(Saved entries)
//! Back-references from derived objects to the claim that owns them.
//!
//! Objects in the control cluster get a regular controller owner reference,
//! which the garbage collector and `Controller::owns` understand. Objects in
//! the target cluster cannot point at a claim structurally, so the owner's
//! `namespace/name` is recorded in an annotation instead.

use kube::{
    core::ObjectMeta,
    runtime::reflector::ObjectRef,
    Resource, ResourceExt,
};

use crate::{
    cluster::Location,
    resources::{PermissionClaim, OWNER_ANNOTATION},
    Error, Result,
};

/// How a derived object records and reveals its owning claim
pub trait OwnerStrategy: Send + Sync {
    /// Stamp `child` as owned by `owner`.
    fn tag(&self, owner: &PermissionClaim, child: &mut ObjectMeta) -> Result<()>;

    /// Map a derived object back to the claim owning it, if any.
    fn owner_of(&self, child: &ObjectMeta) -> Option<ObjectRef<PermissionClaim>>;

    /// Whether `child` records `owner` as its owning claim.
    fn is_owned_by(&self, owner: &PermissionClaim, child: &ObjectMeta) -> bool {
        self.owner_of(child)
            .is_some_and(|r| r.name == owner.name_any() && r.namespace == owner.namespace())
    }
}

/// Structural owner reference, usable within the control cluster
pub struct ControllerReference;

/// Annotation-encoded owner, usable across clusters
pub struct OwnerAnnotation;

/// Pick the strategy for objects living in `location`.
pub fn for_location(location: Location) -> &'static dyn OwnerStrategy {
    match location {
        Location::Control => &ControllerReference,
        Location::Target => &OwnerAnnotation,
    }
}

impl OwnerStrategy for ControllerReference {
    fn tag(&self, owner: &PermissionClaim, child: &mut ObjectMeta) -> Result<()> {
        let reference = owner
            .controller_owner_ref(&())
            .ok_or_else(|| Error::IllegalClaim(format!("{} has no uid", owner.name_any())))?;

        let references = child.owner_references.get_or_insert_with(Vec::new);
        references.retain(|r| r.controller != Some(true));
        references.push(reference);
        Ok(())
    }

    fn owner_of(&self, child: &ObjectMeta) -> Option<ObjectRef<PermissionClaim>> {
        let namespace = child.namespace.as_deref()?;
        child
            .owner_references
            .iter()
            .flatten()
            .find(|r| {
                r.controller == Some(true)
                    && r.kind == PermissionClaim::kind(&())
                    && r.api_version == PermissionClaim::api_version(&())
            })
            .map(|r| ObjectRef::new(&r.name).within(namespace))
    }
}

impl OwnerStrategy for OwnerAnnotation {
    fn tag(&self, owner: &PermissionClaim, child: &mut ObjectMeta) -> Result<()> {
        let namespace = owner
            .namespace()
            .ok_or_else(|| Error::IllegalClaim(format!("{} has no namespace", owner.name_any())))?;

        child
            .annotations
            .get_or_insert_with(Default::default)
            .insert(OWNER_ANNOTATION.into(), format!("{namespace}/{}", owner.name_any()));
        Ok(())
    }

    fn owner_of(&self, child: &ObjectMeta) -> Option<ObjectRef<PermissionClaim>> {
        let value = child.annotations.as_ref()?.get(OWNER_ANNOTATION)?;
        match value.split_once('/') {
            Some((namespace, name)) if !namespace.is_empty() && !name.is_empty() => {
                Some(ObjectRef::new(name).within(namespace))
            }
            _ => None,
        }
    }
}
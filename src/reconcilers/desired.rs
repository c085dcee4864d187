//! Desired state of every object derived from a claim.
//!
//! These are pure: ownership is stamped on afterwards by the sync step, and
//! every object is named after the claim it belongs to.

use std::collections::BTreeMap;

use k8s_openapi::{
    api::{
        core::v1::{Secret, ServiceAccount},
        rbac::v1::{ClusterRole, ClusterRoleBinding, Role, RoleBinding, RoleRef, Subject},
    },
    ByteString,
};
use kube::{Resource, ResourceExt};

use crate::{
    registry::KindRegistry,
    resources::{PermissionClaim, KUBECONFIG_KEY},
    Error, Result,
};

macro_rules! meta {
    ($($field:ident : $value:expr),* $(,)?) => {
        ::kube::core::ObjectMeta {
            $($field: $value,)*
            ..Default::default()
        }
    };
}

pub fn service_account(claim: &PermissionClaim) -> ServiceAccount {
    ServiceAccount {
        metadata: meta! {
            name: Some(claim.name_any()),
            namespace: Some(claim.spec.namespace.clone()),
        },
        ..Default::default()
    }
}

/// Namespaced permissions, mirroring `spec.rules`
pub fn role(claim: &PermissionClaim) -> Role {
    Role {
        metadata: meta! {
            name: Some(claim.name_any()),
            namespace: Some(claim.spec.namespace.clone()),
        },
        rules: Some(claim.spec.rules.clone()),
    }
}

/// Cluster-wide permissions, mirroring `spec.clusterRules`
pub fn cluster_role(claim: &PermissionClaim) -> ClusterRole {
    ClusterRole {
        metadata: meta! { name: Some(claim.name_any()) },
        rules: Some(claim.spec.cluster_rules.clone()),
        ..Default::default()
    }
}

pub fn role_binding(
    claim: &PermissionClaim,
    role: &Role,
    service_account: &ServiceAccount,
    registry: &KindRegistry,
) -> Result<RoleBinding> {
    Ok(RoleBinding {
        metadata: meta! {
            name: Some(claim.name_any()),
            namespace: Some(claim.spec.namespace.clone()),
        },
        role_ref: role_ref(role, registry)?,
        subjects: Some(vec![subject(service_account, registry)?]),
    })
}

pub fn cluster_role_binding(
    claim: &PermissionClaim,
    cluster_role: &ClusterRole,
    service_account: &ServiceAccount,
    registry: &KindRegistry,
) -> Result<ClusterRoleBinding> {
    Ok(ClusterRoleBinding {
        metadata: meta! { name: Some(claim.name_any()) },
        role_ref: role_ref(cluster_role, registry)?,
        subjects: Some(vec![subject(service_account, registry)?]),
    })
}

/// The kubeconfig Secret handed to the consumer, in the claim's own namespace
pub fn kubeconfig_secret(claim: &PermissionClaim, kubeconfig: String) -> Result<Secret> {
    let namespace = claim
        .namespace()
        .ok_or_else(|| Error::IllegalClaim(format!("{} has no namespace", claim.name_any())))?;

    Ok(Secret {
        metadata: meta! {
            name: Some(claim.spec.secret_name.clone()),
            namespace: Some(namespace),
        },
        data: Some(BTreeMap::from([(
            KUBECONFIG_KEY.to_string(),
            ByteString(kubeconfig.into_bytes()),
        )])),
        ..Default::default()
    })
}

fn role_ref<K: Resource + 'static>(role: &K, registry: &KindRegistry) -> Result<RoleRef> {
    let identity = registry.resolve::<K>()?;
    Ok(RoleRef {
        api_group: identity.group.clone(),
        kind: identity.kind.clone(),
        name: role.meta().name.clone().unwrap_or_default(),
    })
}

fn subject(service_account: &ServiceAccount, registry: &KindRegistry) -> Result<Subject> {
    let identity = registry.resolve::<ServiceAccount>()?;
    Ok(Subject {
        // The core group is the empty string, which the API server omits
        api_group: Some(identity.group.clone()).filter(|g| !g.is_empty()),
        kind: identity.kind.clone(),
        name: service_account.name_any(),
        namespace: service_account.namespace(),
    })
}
---
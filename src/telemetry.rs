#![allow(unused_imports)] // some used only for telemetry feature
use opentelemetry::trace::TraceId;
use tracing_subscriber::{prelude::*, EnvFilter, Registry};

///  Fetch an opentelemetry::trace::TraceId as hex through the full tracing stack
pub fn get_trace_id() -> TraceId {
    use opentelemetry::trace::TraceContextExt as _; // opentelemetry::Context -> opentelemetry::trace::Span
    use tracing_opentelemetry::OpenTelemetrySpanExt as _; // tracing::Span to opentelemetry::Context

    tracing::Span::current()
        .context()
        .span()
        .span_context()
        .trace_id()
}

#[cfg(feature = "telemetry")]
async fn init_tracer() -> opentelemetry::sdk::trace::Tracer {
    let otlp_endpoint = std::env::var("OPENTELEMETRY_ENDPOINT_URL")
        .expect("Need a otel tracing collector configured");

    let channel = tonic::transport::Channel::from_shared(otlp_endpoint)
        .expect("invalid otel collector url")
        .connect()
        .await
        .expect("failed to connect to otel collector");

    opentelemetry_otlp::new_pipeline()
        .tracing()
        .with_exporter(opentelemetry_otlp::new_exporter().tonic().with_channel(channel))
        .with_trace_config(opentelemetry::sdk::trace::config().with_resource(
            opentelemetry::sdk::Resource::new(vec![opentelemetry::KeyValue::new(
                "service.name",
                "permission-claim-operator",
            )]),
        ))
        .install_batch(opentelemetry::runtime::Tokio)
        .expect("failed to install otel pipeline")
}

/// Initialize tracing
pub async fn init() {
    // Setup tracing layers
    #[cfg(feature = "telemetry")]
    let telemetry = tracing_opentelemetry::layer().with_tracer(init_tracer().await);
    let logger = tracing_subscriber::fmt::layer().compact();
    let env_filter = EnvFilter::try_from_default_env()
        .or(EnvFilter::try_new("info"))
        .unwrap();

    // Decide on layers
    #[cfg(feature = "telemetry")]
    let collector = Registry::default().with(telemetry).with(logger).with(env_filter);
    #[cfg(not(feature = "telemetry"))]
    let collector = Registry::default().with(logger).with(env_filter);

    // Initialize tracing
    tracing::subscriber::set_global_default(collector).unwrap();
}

Your instructions -
Only the lines above starting at the line that holds "child: &ObjectMeta) -> Option<ObjectRef<PermissionClaim>>;" and ending at the line that holds "self.owner_of(child)" are to be repeated, exactly and in full.

Answer area -
    fn owner_of(&self, child: &ObjectMeta) -> Option<ObjectRef<PermissionClaim>>;

    /// Whether `child` records `owner` as its owning claim.
    fn is_owned_by(&self, owner: &PermissionClaim, child: &ObjectMeta) -> bool {
        self.owner_of(child)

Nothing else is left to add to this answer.